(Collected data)
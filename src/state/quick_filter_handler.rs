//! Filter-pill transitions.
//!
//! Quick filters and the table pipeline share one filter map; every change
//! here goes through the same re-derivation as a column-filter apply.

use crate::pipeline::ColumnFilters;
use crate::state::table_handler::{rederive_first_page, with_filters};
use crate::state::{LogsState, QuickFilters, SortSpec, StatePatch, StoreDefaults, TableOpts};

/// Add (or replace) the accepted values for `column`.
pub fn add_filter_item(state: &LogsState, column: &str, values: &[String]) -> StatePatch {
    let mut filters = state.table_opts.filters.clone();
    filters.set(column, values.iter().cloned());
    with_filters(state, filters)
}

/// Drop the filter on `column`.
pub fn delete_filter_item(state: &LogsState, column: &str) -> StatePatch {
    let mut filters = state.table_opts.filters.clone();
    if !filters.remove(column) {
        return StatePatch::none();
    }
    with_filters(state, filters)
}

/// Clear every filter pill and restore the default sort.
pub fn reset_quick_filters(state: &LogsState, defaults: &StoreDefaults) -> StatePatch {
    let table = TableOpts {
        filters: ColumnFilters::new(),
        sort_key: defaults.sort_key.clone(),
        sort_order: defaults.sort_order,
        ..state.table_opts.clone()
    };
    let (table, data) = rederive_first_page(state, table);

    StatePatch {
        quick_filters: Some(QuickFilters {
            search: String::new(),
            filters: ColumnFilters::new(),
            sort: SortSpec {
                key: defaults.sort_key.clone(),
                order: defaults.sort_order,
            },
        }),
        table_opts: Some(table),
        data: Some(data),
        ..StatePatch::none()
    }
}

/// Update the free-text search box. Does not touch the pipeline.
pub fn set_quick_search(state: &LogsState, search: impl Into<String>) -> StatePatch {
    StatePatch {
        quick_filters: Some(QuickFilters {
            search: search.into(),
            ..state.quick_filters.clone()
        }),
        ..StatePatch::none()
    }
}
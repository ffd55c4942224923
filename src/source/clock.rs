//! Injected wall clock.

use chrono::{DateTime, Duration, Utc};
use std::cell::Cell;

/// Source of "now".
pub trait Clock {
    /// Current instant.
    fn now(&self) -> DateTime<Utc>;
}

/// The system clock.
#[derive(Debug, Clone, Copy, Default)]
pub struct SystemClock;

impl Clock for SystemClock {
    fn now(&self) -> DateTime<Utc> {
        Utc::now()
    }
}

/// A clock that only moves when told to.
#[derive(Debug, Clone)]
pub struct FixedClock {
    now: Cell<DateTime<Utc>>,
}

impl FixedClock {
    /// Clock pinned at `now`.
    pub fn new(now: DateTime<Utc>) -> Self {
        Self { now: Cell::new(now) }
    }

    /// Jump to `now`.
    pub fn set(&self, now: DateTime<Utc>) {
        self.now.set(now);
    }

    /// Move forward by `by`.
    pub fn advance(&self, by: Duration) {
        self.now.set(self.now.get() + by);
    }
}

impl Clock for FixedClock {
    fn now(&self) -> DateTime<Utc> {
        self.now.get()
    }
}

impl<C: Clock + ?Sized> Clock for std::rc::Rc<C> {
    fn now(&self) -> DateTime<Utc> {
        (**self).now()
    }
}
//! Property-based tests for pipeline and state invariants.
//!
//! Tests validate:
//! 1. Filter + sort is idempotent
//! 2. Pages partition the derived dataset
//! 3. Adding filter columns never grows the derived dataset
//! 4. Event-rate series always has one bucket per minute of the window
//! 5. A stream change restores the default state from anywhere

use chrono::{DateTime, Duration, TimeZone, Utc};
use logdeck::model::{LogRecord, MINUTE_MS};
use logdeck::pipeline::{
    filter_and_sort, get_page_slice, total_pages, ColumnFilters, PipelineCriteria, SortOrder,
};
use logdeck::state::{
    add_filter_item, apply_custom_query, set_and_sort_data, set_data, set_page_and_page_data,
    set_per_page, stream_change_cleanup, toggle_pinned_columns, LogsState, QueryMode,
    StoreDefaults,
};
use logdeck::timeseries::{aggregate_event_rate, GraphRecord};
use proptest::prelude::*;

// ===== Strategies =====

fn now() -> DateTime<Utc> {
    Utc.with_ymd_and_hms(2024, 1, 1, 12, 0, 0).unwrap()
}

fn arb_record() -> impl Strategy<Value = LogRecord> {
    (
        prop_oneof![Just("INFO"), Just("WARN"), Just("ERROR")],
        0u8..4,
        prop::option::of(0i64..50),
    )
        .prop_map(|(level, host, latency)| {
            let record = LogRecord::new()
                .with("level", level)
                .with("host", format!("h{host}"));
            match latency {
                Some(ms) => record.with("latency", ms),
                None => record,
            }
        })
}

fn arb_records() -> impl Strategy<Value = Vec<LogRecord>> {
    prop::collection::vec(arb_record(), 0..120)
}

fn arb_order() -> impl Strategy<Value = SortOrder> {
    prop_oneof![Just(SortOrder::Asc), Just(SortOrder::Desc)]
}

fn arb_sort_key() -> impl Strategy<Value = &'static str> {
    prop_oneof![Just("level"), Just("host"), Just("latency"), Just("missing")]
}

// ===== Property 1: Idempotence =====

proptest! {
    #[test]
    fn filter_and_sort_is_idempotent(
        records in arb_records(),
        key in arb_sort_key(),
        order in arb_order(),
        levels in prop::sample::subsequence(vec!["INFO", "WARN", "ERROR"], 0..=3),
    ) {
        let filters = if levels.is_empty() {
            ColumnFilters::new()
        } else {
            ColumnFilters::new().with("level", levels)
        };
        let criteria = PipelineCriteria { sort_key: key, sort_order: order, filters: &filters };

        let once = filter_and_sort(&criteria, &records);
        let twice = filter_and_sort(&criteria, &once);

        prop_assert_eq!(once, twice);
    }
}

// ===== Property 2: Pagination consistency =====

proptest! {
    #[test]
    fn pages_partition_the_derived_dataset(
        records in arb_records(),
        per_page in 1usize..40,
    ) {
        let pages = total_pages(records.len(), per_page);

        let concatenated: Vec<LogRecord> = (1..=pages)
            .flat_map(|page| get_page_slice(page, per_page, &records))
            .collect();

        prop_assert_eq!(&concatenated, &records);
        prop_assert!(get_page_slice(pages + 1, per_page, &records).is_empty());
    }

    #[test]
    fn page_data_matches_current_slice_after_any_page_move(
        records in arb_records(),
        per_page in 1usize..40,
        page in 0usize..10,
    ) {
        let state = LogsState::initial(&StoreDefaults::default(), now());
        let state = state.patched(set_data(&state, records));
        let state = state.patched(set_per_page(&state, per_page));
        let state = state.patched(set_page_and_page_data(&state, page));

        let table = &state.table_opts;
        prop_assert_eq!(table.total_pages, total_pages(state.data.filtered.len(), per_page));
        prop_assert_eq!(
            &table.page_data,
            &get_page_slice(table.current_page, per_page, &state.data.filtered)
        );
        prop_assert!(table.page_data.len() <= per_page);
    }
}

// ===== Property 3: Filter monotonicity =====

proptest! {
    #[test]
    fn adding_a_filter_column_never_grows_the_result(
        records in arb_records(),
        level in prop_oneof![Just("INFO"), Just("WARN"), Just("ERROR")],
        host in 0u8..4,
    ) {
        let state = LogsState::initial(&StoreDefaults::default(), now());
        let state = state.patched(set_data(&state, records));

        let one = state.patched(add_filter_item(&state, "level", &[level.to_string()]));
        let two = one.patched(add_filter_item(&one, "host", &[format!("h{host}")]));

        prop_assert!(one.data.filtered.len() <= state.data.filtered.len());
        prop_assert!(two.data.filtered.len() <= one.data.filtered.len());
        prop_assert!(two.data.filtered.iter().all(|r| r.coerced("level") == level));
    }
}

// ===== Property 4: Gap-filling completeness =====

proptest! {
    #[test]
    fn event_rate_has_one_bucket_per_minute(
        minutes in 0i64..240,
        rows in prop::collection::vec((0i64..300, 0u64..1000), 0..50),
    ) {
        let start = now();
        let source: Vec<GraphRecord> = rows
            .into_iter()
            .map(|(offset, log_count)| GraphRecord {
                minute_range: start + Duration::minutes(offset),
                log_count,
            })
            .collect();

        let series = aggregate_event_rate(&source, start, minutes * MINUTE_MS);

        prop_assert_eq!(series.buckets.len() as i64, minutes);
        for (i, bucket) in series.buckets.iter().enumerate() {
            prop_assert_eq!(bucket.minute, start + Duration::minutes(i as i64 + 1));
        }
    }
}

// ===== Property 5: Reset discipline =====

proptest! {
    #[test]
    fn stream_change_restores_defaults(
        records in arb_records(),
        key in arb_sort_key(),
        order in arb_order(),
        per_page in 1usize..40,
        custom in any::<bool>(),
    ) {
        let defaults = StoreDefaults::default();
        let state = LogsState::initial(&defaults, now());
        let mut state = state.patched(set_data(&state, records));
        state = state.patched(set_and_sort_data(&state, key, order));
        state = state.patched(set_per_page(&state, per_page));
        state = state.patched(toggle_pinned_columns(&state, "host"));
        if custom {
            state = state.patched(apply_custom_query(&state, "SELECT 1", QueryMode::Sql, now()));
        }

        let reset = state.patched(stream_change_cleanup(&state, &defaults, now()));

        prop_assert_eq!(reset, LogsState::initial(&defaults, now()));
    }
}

==

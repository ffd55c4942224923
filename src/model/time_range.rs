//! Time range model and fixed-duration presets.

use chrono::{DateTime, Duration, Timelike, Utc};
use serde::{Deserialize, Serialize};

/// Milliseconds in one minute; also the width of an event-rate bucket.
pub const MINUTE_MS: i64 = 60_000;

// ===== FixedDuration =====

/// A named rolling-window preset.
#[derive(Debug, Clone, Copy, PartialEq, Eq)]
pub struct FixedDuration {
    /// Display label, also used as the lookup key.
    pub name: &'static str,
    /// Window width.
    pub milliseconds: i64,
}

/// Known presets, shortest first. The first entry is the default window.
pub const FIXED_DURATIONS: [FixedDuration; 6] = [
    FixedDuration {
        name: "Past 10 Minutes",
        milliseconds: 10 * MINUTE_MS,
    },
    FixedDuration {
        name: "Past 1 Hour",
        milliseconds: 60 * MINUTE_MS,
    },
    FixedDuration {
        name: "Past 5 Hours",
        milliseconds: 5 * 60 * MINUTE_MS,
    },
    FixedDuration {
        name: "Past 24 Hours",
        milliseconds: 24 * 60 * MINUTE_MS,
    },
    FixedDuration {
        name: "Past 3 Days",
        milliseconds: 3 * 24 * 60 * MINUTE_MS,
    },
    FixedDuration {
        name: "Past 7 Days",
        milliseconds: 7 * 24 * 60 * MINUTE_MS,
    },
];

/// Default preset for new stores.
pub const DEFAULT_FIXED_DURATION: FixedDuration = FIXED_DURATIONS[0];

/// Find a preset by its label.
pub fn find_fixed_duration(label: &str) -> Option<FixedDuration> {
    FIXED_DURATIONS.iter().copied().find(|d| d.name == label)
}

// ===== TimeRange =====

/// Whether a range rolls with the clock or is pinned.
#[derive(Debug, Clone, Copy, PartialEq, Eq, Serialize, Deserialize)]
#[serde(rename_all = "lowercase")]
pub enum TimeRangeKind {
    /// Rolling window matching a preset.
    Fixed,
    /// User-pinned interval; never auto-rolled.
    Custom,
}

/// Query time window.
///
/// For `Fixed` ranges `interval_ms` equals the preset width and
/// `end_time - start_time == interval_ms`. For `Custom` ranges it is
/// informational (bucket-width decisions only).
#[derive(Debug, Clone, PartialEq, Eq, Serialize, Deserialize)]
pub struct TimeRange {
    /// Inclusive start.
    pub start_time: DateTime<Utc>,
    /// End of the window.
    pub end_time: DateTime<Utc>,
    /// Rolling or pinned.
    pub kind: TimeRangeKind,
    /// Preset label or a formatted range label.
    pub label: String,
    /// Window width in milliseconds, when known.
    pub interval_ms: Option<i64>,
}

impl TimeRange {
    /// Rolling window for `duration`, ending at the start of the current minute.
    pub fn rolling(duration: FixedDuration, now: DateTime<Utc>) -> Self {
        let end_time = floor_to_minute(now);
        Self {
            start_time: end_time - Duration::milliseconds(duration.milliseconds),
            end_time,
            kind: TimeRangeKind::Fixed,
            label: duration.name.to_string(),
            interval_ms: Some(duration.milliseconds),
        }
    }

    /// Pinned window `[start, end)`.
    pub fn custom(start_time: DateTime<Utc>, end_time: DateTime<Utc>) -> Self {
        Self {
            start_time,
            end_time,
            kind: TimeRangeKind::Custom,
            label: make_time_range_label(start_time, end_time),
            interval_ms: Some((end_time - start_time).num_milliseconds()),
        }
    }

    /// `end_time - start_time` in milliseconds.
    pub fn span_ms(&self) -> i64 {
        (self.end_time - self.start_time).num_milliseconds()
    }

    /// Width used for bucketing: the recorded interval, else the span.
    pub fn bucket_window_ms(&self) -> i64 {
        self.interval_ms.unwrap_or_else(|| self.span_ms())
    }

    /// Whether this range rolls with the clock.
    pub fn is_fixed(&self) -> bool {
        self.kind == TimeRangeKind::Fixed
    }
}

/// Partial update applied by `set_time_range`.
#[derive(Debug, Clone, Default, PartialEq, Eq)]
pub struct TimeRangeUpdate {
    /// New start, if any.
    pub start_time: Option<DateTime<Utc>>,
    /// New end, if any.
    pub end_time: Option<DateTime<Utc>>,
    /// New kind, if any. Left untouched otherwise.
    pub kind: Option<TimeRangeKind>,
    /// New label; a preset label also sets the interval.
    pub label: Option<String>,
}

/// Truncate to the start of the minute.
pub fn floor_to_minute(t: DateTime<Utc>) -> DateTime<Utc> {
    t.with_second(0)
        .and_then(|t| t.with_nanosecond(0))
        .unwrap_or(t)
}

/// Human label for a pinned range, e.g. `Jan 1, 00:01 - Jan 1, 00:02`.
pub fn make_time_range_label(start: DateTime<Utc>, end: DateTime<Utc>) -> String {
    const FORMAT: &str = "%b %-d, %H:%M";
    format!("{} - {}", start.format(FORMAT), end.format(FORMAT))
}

--- INSTRUCTIONS TO FOLLOW ---
When a line of the records includes "FixedClock", that line belongs in the answer.

--- THE COMPLETED TASK ---
pub struct FixedClock {
impl FixedClock {
impl Clock for FixedClock {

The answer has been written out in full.